» **Records provided**
+++

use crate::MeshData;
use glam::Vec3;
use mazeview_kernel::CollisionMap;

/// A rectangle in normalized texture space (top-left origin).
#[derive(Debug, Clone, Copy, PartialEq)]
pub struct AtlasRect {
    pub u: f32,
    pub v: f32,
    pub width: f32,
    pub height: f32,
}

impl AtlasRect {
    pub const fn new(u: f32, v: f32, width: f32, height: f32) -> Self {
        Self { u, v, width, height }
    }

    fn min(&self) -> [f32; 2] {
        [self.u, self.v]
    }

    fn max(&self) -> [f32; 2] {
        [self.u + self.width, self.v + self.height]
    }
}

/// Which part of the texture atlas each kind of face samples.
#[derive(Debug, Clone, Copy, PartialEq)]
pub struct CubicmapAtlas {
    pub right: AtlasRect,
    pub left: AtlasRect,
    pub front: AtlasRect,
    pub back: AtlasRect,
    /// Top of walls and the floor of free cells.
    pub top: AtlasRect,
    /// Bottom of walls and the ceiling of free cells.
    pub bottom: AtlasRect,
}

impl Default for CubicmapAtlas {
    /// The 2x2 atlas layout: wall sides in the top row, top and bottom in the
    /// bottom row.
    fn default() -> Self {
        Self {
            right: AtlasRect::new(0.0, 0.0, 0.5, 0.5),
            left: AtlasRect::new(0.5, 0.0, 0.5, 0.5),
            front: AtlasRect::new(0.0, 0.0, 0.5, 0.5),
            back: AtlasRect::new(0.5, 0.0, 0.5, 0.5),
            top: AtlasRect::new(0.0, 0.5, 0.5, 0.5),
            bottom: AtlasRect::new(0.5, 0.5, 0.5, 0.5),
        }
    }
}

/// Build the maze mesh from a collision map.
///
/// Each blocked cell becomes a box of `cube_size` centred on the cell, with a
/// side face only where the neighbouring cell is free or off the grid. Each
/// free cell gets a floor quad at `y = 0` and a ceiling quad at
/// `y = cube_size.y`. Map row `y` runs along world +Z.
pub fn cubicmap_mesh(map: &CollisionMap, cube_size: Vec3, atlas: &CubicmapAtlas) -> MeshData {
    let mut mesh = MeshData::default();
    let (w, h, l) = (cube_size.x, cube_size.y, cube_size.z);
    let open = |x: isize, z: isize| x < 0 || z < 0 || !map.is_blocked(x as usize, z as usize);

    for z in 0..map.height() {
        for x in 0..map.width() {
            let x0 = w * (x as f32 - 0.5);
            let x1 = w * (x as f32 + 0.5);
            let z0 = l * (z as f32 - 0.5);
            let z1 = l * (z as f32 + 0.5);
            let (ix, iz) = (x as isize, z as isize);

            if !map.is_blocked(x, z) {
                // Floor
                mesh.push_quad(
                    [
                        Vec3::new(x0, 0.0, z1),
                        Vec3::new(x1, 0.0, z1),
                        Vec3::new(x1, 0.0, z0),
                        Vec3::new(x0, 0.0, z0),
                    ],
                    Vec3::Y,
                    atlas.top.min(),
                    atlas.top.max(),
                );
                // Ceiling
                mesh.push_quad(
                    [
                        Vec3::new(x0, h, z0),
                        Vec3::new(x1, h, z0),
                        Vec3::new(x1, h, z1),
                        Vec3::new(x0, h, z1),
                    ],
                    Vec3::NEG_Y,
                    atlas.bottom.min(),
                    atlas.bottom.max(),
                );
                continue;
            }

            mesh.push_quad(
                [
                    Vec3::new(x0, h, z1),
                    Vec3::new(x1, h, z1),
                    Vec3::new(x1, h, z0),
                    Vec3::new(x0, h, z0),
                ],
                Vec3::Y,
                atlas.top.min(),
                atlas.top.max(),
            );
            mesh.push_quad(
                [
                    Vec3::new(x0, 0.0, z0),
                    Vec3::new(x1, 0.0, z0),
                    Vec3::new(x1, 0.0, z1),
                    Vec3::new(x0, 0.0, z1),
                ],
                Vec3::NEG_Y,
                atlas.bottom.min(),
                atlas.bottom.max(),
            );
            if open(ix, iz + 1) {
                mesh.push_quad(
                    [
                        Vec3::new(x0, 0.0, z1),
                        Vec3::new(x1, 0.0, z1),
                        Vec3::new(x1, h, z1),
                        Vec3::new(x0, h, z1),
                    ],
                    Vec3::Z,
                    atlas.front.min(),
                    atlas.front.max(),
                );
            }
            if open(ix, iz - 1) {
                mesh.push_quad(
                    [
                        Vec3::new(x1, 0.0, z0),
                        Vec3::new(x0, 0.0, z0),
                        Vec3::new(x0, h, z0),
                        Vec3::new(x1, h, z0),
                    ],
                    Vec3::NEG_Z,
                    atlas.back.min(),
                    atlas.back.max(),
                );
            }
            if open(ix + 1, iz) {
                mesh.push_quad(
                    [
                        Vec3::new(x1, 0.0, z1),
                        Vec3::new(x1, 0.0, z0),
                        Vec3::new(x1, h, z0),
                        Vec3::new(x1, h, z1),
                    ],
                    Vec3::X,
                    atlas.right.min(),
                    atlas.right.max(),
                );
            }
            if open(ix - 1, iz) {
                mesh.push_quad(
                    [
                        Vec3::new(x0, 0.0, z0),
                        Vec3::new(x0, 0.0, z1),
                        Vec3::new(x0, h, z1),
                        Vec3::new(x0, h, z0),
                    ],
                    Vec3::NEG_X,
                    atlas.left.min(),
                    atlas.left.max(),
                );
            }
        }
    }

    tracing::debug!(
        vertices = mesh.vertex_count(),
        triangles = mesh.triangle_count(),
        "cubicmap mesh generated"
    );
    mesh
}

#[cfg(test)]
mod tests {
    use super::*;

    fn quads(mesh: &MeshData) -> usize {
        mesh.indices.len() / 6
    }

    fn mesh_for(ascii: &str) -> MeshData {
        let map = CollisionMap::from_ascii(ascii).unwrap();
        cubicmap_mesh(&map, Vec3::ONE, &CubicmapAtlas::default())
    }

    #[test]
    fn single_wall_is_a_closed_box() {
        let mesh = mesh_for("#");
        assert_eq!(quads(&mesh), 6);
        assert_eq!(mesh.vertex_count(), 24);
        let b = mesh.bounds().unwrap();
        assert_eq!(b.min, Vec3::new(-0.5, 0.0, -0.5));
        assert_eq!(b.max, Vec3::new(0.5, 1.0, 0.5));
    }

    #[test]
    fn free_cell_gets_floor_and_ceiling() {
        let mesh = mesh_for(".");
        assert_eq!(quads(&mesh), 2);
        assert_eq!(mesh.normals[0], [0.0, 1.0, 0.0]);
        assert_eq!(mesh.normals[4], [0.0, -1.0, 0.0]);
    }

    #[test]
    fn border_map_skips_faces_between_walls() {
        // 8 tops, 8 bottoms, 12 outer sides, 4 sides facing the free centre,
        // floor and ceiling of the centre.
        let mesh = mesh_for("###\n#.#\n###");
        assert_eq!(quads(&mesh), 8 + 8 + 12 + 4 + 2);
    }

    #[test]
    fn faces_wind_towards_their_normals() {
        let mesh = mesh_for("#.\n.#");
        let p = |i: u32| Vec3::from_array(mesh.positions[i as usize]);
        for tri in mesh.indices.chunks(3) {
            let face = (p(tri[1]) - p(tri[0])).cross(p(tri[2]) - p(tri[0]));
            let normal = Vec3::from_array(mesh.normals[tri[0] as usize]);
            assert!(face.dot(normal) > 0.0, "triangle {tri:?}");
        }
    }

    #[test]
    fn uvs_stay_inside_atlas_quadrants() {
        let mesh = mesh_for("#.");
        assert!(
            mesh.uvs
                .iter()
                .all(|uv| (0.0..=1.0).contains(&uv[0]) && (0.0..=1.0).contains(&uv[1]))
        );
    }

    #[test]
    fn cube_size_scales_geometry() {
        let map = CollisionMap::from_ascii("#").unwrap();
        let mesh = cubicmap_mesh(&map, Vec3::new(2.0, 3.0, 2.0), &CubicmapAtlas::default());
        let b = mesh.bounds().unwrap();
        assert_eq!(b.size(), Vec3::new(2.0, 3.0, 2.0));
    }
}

+++

» **Task description**
Copy the lines of the entries above that mention "usize".

» **Exercise response**
    let open = |x: isize, z: isize| x < 0 || z < 0 || !map.is_blocked(x as usize, z as usize);
    fn quads(mesh: &MeshData) -> usize {
        let p = |i: u32| Vec3::from_array(mesh.positions[i as usize]);
            let normal = Vec3::from_array(mesh.normals[tri[0] as usize]);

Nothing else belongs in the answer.